Theatre is by its nature, a very collaborative art form. Writers, designers, actors, choreographers, costume, sounds and lighting designers all work together to create a single, final product. For the production of When the Rain Stops Falling, Cygnet Associate Artistic Director Rob Lutfy is especially excited be collaborating with set designer, Jungah Han. A former Cygnet Theatre Lipinsky Foundation design fellow at SDSU, she is now based in New York. The recent Yale School of Drama graduate studied extensively with Ming Cho Lee, the noted theatre artist who designed over 30 productions for Joseph Papp at The Public Theater, including the original Off-Broadway production of Hair. She brings a sparse sensibility to the set design. Robby took some time away from the show to share some of his thoughts with us.
This play takes place over the course of 80 years and includes ever changing settings; from the intimacy of a domestic room to the grandeur of a vast natural environment. Jungah and I both wanted a vast space for the actors to play in. We wanted a space that felt like an art installation, using lots of natural elements and was flexible enough to go from intimacy of a dining room to the vastness of a the night sky. And of course, it had to have a big rock!
We exist in relation to one another, not as individuals each caught up in our own narrative, but as a part of a great interconnected web of human experience. Bovell shows this in his layering and nonlinear narrative. Bovell writes, “But only on the stage can the past, the present and the future be revealed in the same moment. It is a wonderful medium in which to play with time and the shed light on the human condition.”
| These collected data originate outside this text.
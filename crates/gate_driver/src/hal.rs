use std::io;

/// Full-duplex SPI port. Clock polarity and phase are fixed when the port is opened.
pub trait SpiPort: Send + 'static {
    /// Transfer data over SPI (simultaneous read/write).
    ///
    /// Returns the number of bytes actually moved, which may be less than the
    /// buffer length on a faulty bus.
    fn transfer(&mut self, read_buffer: &mut [u8], write_buffer: &[u8]) -> Result<usize, io::Error>;
}

/// Chip-select line driven by the host. Active low.
pub trait ChipSelect: Send + 'static {
    fn set_low(&mut self) -> Result<(), io::Error>;

    fn set_high(&mut self) -> Result<(), io::Error>;
}

impl<T: SpiPort + ?Sized> SpiPort for Box<T> {
    fn transfer(
        &mut self,
        read_buffer: &mut [u8],
        write_buffer: &[u8],
    ) -> Result<usize, io::Error> {
        (**self).transfer(read_buffer, write_buffer)
    }
}

impl<T: ChipSelect + ?Sized> ChipSelect for Box<T> {
    fn set_low(&mut self) -> Result<(), io::Error> {
        (**self).set_low()
    }

    fn set_high(&mut self) -> Result<(), io::Error> {
        (**self).set_high()
    }
}
//! Read-only registers: the status registers (0x01 - 0x04) and the reserved register (0x08).

use super::layout::RegisterLayout;
use super::registers::{bit, put_bit, RegisterAddress, DATA_MASK};

/// Warning and watchdog reset register (0x01).
#[derive(Debug, Clone, Copy, PartialEq, Eq, Default)]
pub struct WarningWatchdog {
    /// Set if any fault or warning bit in the chip is set
    pub fault: bool,
    /// Reserved bits kept in place
    pub reserved: u16,
    pub temp4: bool,
    pub pvdd_uv: bool,
    pub pvdd_ov: bool,
    pub vds_status: bool,
    pub vchp_uv: bool,
    pub temp1: bool,
    pub temp2: bool,
    pub temp3: bool,
    pub overtemp: bool,
}

impl WarningWatchdog {
    const RESERVED_MASK: u16 = 1 << 9;

    /// True if any named warning other than the aggregate `fault` flag is set.
    pub fn any_warning(&self) -> bool {
        self.temp4
            || self.pvdd_uv
            || self.pvdd_ov
            || self.vds_status
            || self.vchp_uv
            || self.temp1
            || self.temp2
            || self.temp3
            || self.overtemp
    }
}

impl RegisterLayout for WarningWatchdog {
    const ADDRESS: RegisterAddress = RegisterAddress::WarningWatchdog;

    fn from_bits(bits: u16) -> Self {
        Self {
            fault: bit(bits, 10),
            reserved: bits & Self::RESERVED_MASK,
            temp4: bit(bits, 8),
            pvdd_uv: bit(bits, 7),
            pvdd_ov: bit(bits, 6),
            vds_status: bit(bits, 5),
            vchp_uv: bit(bits, 4),
            temp1: bit(bits, 3),
            temp2: bit(bits, 2),
            temp3: bit(bits, 1),
            overtemp: bit(bits, 0),
        }
    }

    fn to_bits(&self) -> u16 {
        put_bit(self.fault, 10)
            | (self.reserved & Self::RESERVED_MASK)
            | put_bit(self.temp4, 8)
            | put_bit(self.pvdd_uv, 7)
            | put_bit(self.pvdd_ov, 6)
            | put_bit(self.vds_status, 5)
            | put_bit(self.vchp_uv, 4)
            | put_bit(self.temp1, 3)
            | put_bit(self.temp2, 2)
            | put_bit(self.temp3, 1)
            | put_bit(self.overtemp, 0)
    }
}

/// Overvoltage / VDS fault register (0x02).
///
/// `high_*`/`low_*` are the VDS overcurrent flags of each half bridge, `sense_*`
/// the shunt sense overcurrent flags.
#[derive(Debug, Clone, Copy, PartialEq, Eq, Default)]
pub struct Overcurrent {
    pub high_a: bool,
    pub low_a: bool,
    pub high_b: bool,
    pub low_b: bool,
    pub high_c: bool,
    pub low_c: bool,
    /// Two reserved bits, kept in place
    pub reserved: u16,
    pub sense_c: bool,
    pub sense_b: bool,
    pub sense_a: bool,
}

impl Overcurrent {
    const RESERVED_MASK: u16 = 0b11 << 3;

    pub fn any(&self) -> bool {
        self.high_a
            || self.low_a
            || self.high_b
            || self.low_b
            || self.high_c
            || self.low_c
            || self.sense_a
            || self.sense_b
            || self.sense_c
    }
}

impl RegisterLayout for Overcurrent {
    const ADDRESS: RegisterAddress = RegisterAddress::OvVdsFault;

    fn from_bits(bits: u16) -> Self {
        Self {
            high_a: bit(bits, 10),
            low_a: bit(bits, 9),
            high_b: bit(bits, 8),
            low_b: bit(bits, 7),
            high_c: bit(bits, 6),
            low_c: bit(bits, 5),
            reserved: bits & Self::RESERVED_MASK,
            sense_c: bit(bits, 2),
            sense_b: bit(bits, 1),
            sense_a: bit(bits, 0),
        }
    }

    fn to_bits(&self) -> u16 {
        put_bit(self.high_a, 10)
            | put_bit(self.low_a, 9)
            | put_bit(self.high_b, 8)
            | put_bit(self.low_b, 7)
            | put_bit(self.high_c, 6)
            | put_bit(self.low_c, 5)
            | (self.reserved & Self::RESERVED_MASK)
            | put_bit(self.sense_c, 2)
            | put_bit(self.sense_b, 1)
            | put_bit(self.sense_a, 0)
    }
}

/// IC fault register (0x03).
#[derive(Debug, Clone, Copy, PartialEq, Eq, Default)]
pub struct IcFault {
    /// PVDD undervoltage 2
    pub pvdd_uvlo2: bool,
    pub wd_fault: bool,
    /// Overtemperature shutdown
    pub otsd: bool,
    /// Reserved bits D7 and D3, kept in place
    pub reserved: u16,
    pub vreg_uv: bool,
    pub avdd_uvlo: bool,
    /// Low-side charge pump undervoltage
    pub vcp_lsd_uvlo2: bool,
    /// High-side charge pump undervoltage 2
    pub vcph_uvlo2: bool,
    /// High-side charge pump overvoltage
    pub vcph_ovlo: bool,
    /// High-side charge pump overvoltage ABS
    pub vcph_ovlo_abs: bool,
}

impl IcFault {
    const RESERVED_MASK: u16 = (1 << 7) | (1 << 3);
}

impl RegisterLayout for IcFault {
    const ADDRESS: RegisterAddress = RegisterAddress::IcFault;

    fn from_bits(bits: u16) -> Self {
        Self {
            pvdd_uvlo2: bit(bits, 10),
            wd_fault: bit(bits, 9),
            otsd: bit(bits, 8),
            reserved: bits & Self::RESERVED_MASK,
            vreg_uv: bit(bits, 6),
            avdd_uvlo: bit(bits, 5),
            vcp_lsd_uvlo2: bit(bits, 4),
            vcph_uvlo2: bit(bits, 2),
            vcph_ovlo: bit(bits, 1),
            vcph_ovlo_abs: bit(bits, 0),
        }
    }

    fn to_bits(&self) -> u16 {
        put_bit(self.pvdd_uvlo2, 10)
            | put_bit(self.wd_fault, 9)
            | put_bit(self.otsd, 8)
            | (self.reserved & Self::RESERVED_MASK)
            | put_bit(self.vreg_uv, 6)
            | put_bit(self.avdd_uvlo, 5)
            | put_bit(self.vcp_lsd_uvlo2, 4)
            | put_bit(self.vcph_uvlo2, 2)
            | put_bit(self.vcph_ovlo, 1)
            | put_bit(self.vcph_ovlo_abs, 0)
    }
}

/// VGS fault register (0x04). One gate-source fault flag per FET.
#[derive(Debug, Clone, Copy, PartialEq, Eq, Default)]
pub struct VgsFault {
    pub high_a: bool,
    pub low_a: bool,
    pub high_b: bool,
    pub low_b: bool,
    pub high_c: bool,
    pub low_c: bool,
    /// D4..D0, kept in place
    pub reserved: u16,
}

impl VgsFault {
    const RESERVED_MASK: u16 = 0x1F;
}

impl RegisterLayout for VgsFault {
    const ADDRESS: RegisterAddress = RegisterAddress::VgsFault;

    fn from_bits(bits: u16) -> Self {
        Self {
            high_a: bit(bits, 10),
            low_a: bit(bits, 9),
            high_b: bit(bits, 8),
            low_b: bit(bits, 7),
            high_c: bit(bits, 6),
            low_c: bit(bits, 5),
            reserved: bits & Self::RESERVED_MASK,
        }
    }

    fn to_bits(&self) -> u16 {
        put_bit(self.high_a, 10)
            | put_bit(self.low_a, 9)
            | put_bit(self.high_b, 8)
            | put_bit(self.low_b, 7)
            | put_bit(self.high_c, 6)
            | put_bit(self.low_c, 5)
            | (self.reserved & Self::RESERVED_MASK)
    }
}

/// Reserved register (0x08). Observed to always read zero.
#[derive(Debug, Clone, Copy, PartialEq, Eq, Default)]
pub struct ReservedRegister {
    pub bits: u16,
}

impl RegisterLayout for ReservedRegister {
    const ADDRESS: RegisterAddress = RegisterAddress::Reserved;

    fn from_bits(bits: u16) -> Self {
        Self { bits: bits & DATA_MASK }
    }

    fn to_bits(&self) -> u16 {
        self.bits & DATA_MASK
    }
}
We needed to create set that would allow our actors to play with these variations in time and place. Jungah and I both were drawn to Pina Bausch’s Vollmond, a production we saw in NYC. Bausch was a German performer of modern dance, choreographer, dance teacher and ballet director known for her unique style, a blend of movement, sound, and stark, prominent stage sets. She created what we now know as Dance Theater (Tanztheater). She became a leading influence in the field of modern dance, cinema and art influencing everyone from David Bowie to the creators of American Horror Story.Follow the Printmylogo.co.uk blog if you want to learn more.
I didn’t want literal or “designed” space but something poetic to match the complexity of the narrative. Jungah and I are a perfect match in that way. I wanted “epic theatre” in a way.
I wanted the actors to be ghosts for one another, always present, always layered on top of the current scene. Things move fast in the play and we have a set that allows for that to happen. It is anchored by the fragile water and the solid rock.
It is also a beautiful moment for me to be working with Jungah. Her mentor, Ming Cho Lee and my mentor, Gerald Freedman, met early on in their careers and collaborated for over a decade. Gerald calls Ming, “the greatest collaborator of his life.” Ming designed almost every play Gerald directed. According to The New York Times, “It is hard to overstate the impact Ming Cho Lee has had on the world of theater design.”
I feel proud to continue the tradition of creative collaboration.
Catch When the Rain Stops Falling through Feb. 14, 2016.